Писатель думал и учил, что все устроено проще. Есть бесконечное, доброе, безличное начало – Бог. И есть человек, животное, растение – своего рода нервные окончания этого великого целого. Психическая, эмоциональная жизнь представлялась Толстому божественной, совершенной (вся сложность мира как раз и состояла для него в бесконечном многообразии «чувствительных» явлений). Каждая мысль, каждый поступок человека, полагал он, божественны, «праведны», если они подсказаны непосредственным переживанием. Все прочее – ошибка цивилизованного развития. Достаточно освободить чувство от всего «головного», отвлеченного, довериться ему – и мир засияет светом любви и добра. А придет время умирать – каждый из нас, утратив собственную личность, просто (не так, как посвятивший себя «отвлеченностям», забывший в повседневных страстях «истину чувства» Иван Ильич) сольется с безличным божеством. В жизни, казалось писателю, нет и не может быть виноватых, есть только «понимающие» и «непонимающие». И он хотел сделать «понимающими» всех.
Конечно, «революция Толстого» началась много раньше. Мысли основать новую религию, «не обещающую будущее блаженство, но дающую блаженство на земле», посещали художника уже и в молодую пору. Воспитанный в православной вере Толстой рано познакомился также с далекими от христианства философскими учениями Запада. Самую же дорогую для себя «внутреннюю опору» он нашел в сочинениях французского мыслителя и романиста Жан Жака Руссо, провозгласившего, что живая природа, эмоциональный мир человека священны.
Юноша Толстой скоро почувствовал себя обладателем собственной веры. Долгие десятилетия он то слабел в этой вере, то заново укреплялся в ней. Явно или потаенно она дала о себе знать во всех его жизненных начинаниях, его непостижимо богатом раннем и зрелом художественном творчестве. На рубеже 1870–1880-х годов наступил решительный момент, когда убеждения писателя оформились и укрепились. Он выступал отныне как религиозный учитель, готовый переустроить вселенную.
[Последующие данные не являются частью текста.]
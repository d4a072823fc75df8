//! Database migration command.
//!
//! # Usage
//!
//! ```bash
//! cs-cli migrate
//! ```
//!
//! # Environment Variables
//!
//! - `CONSOLE_DATABASE_URL` - `PostgreSQL` connection string (falls back to `DATABASE_URL`)
//! - `CONSOLE_MIGRATIONS_DIR` - Override the migrations directory
//!
//! # Migration Files
//!
//! Console migrations live in `crates/admin/migrations/`:
//! ```text
//! migrations/
//! ├── 20261001000001_create_console_schema.sql
//! ├── 20261001000002_create_users.sql
//! └── ...
//! ```

use std::path::PathBuf;

use sqlx::migrate::{MigrateError, Migrator};
use thiserror::Error;

use super::{CommandError, connect};

/// Migrations shipped with the console crate.
const DEFAULT_MIGRATIONS_DIR: &str = concat!(env!("CARGO_MANIFEST_DIR"), "/../admin/migrations");

#[derive(Debug, Error)]
pub enum MigrationError {
    #[error(transparent)]
    Command(#[from] CommandError),

    #[error("Migration error: {0}")]
    Migration(#[from] MigrateError),
}

/// Directory to read migrations from.
fn migrations_dir() -> PathBuf {
    std::env::var("CONSOLE_MIGRATIONS_DIR")
        .ok()
        .filter(|v| !v.is_empty())
        .map_or_else(|| PathBuf::from(DEFAULT_MIGRATIONS_DIR), PathBuf::from)
}

/// Run every pending console migration.
pub async fn run() -> Result<(), MigrationError> {
    let pool = connect().await?;

    let dir = migrations_dir();
    tracing::info!("Running console migrations from {}...", dir.display());
    let migrator = Migrator::new(dir).await?;
    migrator.run(&pool).await?;

    tracing::info!("Console migrations complete!");
    Ok(())
}
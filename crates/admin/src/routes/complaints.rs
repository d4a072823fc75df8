//! Customer complaints (`"Keluhan"`).

use askama::Template;
use askama_web::WebTemplate;
use axum::{
    Router,
    extract::{Path, Query, State},
    response::Redirect,
    routing::{get, post},
};
use serde::Deserialize;
use tower_sessions::Session;
use tracing::instrument;
use uuid::Uuid;

use crate::db::{Complaint, ComplaintFilter, ComplaintRepository};
use crate::error::AppError;
use crate::middleware::RequireStaffAuth;
use crate::models::Flash;
use crate::services::{CsvDownload, Screen};
use crate::state::AppState;

use super::redirect_with;
use super::shell::{PageShell, local_time};

const LOAD_FAILED: &str = "Gagal memuat data keluhan";

/// A complaint card.
#[derive(Debug, Clone)]
pub struct ComplaintView {
    pub id: Uuid,
    pub nomor_pelanggan: String,
    pub nama_pelanggan: String,
    pub keluhan: String,
    pub sudah_ditangani: bool,
    pub datetime: String,
}

/// A tab of the filter bar.
#[derive(Debug, Clone)]
pub struct FilterTab {
    pub value: &'static str,
    pub label: &'static str,
    pub selected: bool,
}

/// Complaints page template.
#[derive(Template, WebTemplate)]
#[template(path = "complaints/index.html")]
pub struct ComplaintsTemplate {
    pub shell: PageShell,
    pub complaints: Vec<ComplaintView>,
    pub tabs: Vec<FilterTab>,
    pub filter: &'static str,
}

#[derive(Debug, Default, Deserialize)]
pub struct ComplaintQuery {
    pub filter: Option<String>,
}

impl ComplaintQuery {
    fn filter(&self) -> ComplaintFilter {
        ComplaintFilter::parse(self.filter.as_deref())
    }
}

pub fn router() -> Router<AppState> {
    Router::new()
        .route("/complaints", get(index))
        .route("/complaints/export.csv", get(export))
        .route("/complaints/{id}/toggle", post(toggle))
}

fn complaints_path(filter: ComplaintFilter) -> String {
    match filter {
        ComplaintFilter::All => "/complaints".to_string(),
        other => format!("/complaints?filter={}", other.as_str()),
    }
}

/// Complaints page.
#[instrument(skip(staff, state, session))]
async fn index(
    RequireStaffAuth(staff): RequireStaffAuth,
    State(state): State<AppState>,
    session: Session,
    Query(query): Query<ComplaintQuery>,
) -> ComplaintsTemplate {
    let filter = query.filter();
    let loaded = state
        .snapshots()
        .load(
            Screen::Complaints(filter),
            ComplaintRepository::new(state.pool()).list(filter),
        )
        .await;

    let offset = state.offset();
    let shell = PageShell::new(&staff, "/complaints", &session)
        .await
        .watching(&["Keluhan"])
        .with_load_error(loaded.failed, LOAD_FAILED);

    ComplaintsTemplate {
        shell,
        filter: filter.as_str(),
        tabs: ComplaintFilter::ALL
            .into_iter()
            .map(|f| FilterTab {
                value: f.as_str(),
                label: f.label(),
                selected: f == filter,
            })
            .collect(),
        complaints: loaded
            .rows
            .iter()
            .map(|k| ComplaintView {
                id: k.id,
                nomor_pelanggan: k.nomor_pelanggan.map(|n| n.to_string()).unwrap_or_default(),
                nama_pelanggan: k.nama_pelanggan.clone().unwrap_or_default(),
                keluhan: k.keluhan.clone().unwrap_or_default(),
                sudah_ditangani: k.sudah_ditangani,
                datetime: local_time(k.datetime, offset),
            })
            .collect(),
    }
}

fn toggle_message(complaint: &Complaint) -> String {
    let status = if complaint.sudah_ditangani {
        "sudah ditangani"
    } else {
        "belum ditangani"
    };
    format!("Keluhan berhasil ditandai sebagai {status}")
}

/// Flip the handled flag of one complaint, staying on the current filter.
#[instrument(skip(_staff, state, session))]
async fn toggle(
    RequireStaffAuth(_staff): RequireStaffAuth,
    State(state): State<AppState>,
    session: Session,
    Path(id): Path<Uuid>,
    Query(query): Query<ComplaintQuery>,
) -> Redirect {
    let flash = match ComplaintRepository::new(state.pool()).toggle_handled(id).await {
        Ok(complaint) => Flash::success(toggle_message(&complaint)),
        Err(e) => {
            tracing::error!(error = %e, "Failed to toggle complaint");
            Flash::error("Gagal mengupdate status keluhan")
        }
    };
    redirect_with(&session, flash, &complaints_path(query.filter())).await
}

/// Download complaints (current filter) as CSV.
#[instrument(skip(_staff, state))]
async fn export(
    RequireStaffAuth(_staff): RequireStaffAuth,
    State(state): State<AppState>,
    Query(query): Query<ComplaintQuery>,
) -> Result<CsvDownload, AppError> {
    let complaints = ComplaintRepository::new(state.pool()).list(query.filter()).await?;
    Ok(CsvDownload::build("complaints", state.today(), &complaints)?)
}

#[cfg(test)]
mod tests {
    use super::*;

    #[test]
    fn test_complaints_path_keeps_filter() {
        assert_eq!(complaints_path(ComplaintFilter::All), "/complaints");
        assert_eq!(
            complaints_path(ComplaintFilter::Unhandled),
            "/complaints?filter=unhandled"
        );
    }

    #[test]
    fn test_unknown_filter_lists_every_complaint() {
        let query = ComplaintQuery {
            filter: Some("bogus".to_string()),
        };
        assert_eq!(query.filter(), ComplaintFilter::All);
        assert_eq!(ComplaintQuery::default().filter(), ComplaintFilter::All);
    }
}
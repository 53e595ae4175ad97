//! Rayon-based parallel-for over disjoint index ranges.
//!
//! All three parallel phases of a valuation (path simulation, early-exercise
//! resolution and forward-date regression) go through
//! [`ParallelExecutor::try_map`]. Each work item owns its input outright, so
//! no locking is needed, and the first error stops the remaining items.

use std::ops::Range;

use rayon::prelude::*;
use rayon::{ThreadPool, ThreadPoolBuilder};

use crate::config::ValuationConfig;
use crate::error::ValuationError;

/// Runs work items sequentially or on a dedicated rayon pool.
#[derive(Debug)]
pub struct ParallelExecutor {
    pool: Option<ThreadPool>,
    threads: usize,
}

impl ParallelExecutor {
    /// Executor that always runs on the calling thread.
    pub fn sequential() -> Self {
        Self {
            pool: None,
            threads: 1,
        }
    }

    /// Executor with `threads` workers. One thread means sequential.
    ///
    /// # Errors
    ///
    /// `ValuationError::ThreadPool` if rayon cannot spawn the pool.
    pub fn with_threads(threads: usize) -> Result<Self, ValuationError> {
        if threads <= 1 {
            return Ok(Self::sequential());
        }
        let pool = ThreadPoolBuilder::new()
            .num_threads(threads)
            .thread_name(|i| format!("valuation-worker-{i}"))
            .build()
            .map_err(|e| ValuationError::ThreadPool(e.to_string()))?;
        Ok(Self {
            pool: Some(pool),
            threads,
        })
    }

    /// Executor sized by the configuration's worker thread count.
    pub fn from_config(config: &ValuationConfig) -> Result<Self, ValuationError> {
        Self::with_threads(config.worker_threads())
    }

    /// Number of worker threads.
    #[inline]
    pub fn threads(&self) -> usize {
        self.threads
    }

    /// Whether `n_items` reaches `threshold` and there is more than one worker.
    #[inline]
    pub fn should_parallelize(&self, n_items: usize, threshold: usize) -> bool {
        self.pool.is_some() && n_items >= threshold
    }

    /// Maps `f` over `items`, preserving order.
    ///
    /// Runs on the pool when `parallel` is set and a pool exists, otherwise
    /// in order on the calling thread. Returns the first error encountered.
    pub fn try_map<T, R, E, F>(&self, items: Vec<T>, parallel: bool, f: F) -> Result<Vec<R>, E>
    where
        T: Send,
        R: Send,
        E: Send,
        F: Fn(T) -> Result<R, E> + Sync + Send,
    {
        match &self.pool {
            Some(pool) if parallel => pool.install(|| items.into_par_iter().map(&f).collect()),
            _ => items.into_iter().map(f).collect(),
        }
    }
}

/// Splits `0..n` into at most `chunks` contiguous, non-empty ranges of
/// near-equal length.
///
/// ```
/// use pricer_valuation::parallel::partition;
///
/// assert_eq!(partition(10, 3), vec![0..4, 4..8, 8..10]);
/// assert_eq!(partition(2, 4), vec![0..1, 1..2]);
/// ```
pub fn partition(n: usize, chunks: usize) -> Vec<Range<usize>> {
    if n == 0 {
        return Vec::new();
    }
    let chunk_len = n.div_ceil(chunks.max(1));
    (0..n)
        .step_by(chunk_len)
        .map(|start| start..(start + chunk_len).min(n))
        .collect()
}

/// Splits `cells` into one mutable slice per range, `per_item` cells per index.
///
/// The ranges must be contiguous and start at 0, as produced by [`partition`].
pub(crate) fn split_ranges_mut<'a, T>(
    mut cells: &'a mut [T],
    per_item: usize,
    ranges: &[Range<usize>],
) -> Vec<&'a mut [T]> {
    let mut out = Vec::with_capacity(ranges.len());
    for range in ranges {
        let (head, tail) = std::mem::take(&mut cells).split_at_mut(range.len() * per_item);
        out.push(head);
        cells = tail;
    }
    out
}

#[cfg(test)]
mod tests {
    use super::*;

    #[test]
    fn test_partition_covers_range() {
        let ranges = partition(1001, 4);
        assert_eq!(ranges.len(), 4);
        assert_eq!(ranges[0].start, 0);
        assert_eq!(ranges[3].end, 1001);
        for pair in ranges.windows(2) {
            assert_eq!(pair[0].end, pair[1].start);
        }
    }

    #[test]
    fn test_partition_empty() {
        assert!(partition(0, 4).is_empty());
        assert_eq!(partition(5, 0), vec![0..5]);
    }

    #[test]
    fn test_split_ranges_mut_is_disjoint() {
        let mut cells: Vec<usize> = vec![0; 10 * 3];
        let ranges = partition(10, 3);
        for (range, chunk) in ranges.iter().zip(split_ranges_mut(&mut cells, 3, &ranges)) {
            assert_eq!(chunk.len(), range.len() * 3);
            for cell in chunk.iter_mut() {
                *cell = range.start;
            }
        }
        assert_eq!(cells[0], 0);
        assert_eq!(cells[4 * 3], 4);
        assert_eq!(cells[29], 8);
    }

    #[test]
    fn test_split_ranges_mut_zero_width() {
        let mut cells: Vec<f64> = Vec::new();
        let ranges = partition(6, 2);
        let chunks = split_ranges_mut(&mut cells, 0, &ranges);
        assert_eq!(chunks.len(), 2);
        assert!(chunks.iter().all(|c| c.is_empty()));
    }

    #[test]
    fn test_try_map_preserves_order() {
        let executor = ParallelExecutor::with_threads(4).unwrap();
        let out: Result<Vec<usize>, ()> =
            executor.try_map((0..100).collect(), true, |i| Ok(i * 2));
        assert_eq!(out.unwrap(), (0..100).map(|i| i * 2).collect::<Vec<_>>());
    }

    #[test]
    fn test_try_map_propagates_error() {
        let executor = ParallelExecutor::with_threads(2).unwrap();
        let out: Result<Vec<usize>, String> = executor.try_map((0..50).collect(), true, |i| {
            if i == 17 {
                Err(format!("failed at {i}"))
            } else {
                Ok(i)
            }
        });
        assert_eq!(out, Err("failed at 17".to_string()));
    }

    #[test]
    fn test_should_parallelize() {
        let sequential = ParallelExecutor::sequential();
        assert!(!sequential.should_parallelize(10_000, 1000));
        let pooled = ParallelExecutor::with_threads(2).unwrap();
        assert!(pooled.should_parallelize(1000, 1000));
        assert!(!pooled.should_parallelize(999, 1000));
    }
}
Вот откуда возникала разительная парадоксальность позднего творчества писателя. Толстой изображал действительный мир, утративший память о Боге, но при этом все-таки имел в виду по большей части своего собственного бога, а стало быть, сам принадлежал этому грешному миру. Толстовская духовность вся «разместилась» в области земных естественных переживаний. Величие и драматизм мировой духовной борьбы – борьбы дьявола против Бога, перенесенной в земной мир, суть и смысл истории как движения отпавшего от Бога человека к новому соединению с Творцом через череду отступлений, падений, катастроф словно остались за пределами позднего творчества художника. Он прекрасно слышал отголоски этой великой брани, но был уверен, что тут совершается «иная борьба»: между «человеком чувствительным» и пленившим его «нечувственным», цивилизованным порядком вещей. Художественный образ бытия становился одновременно упрощенным (при всем его психологическом богатстве) и крайне запутанным в своем отношении к действительности.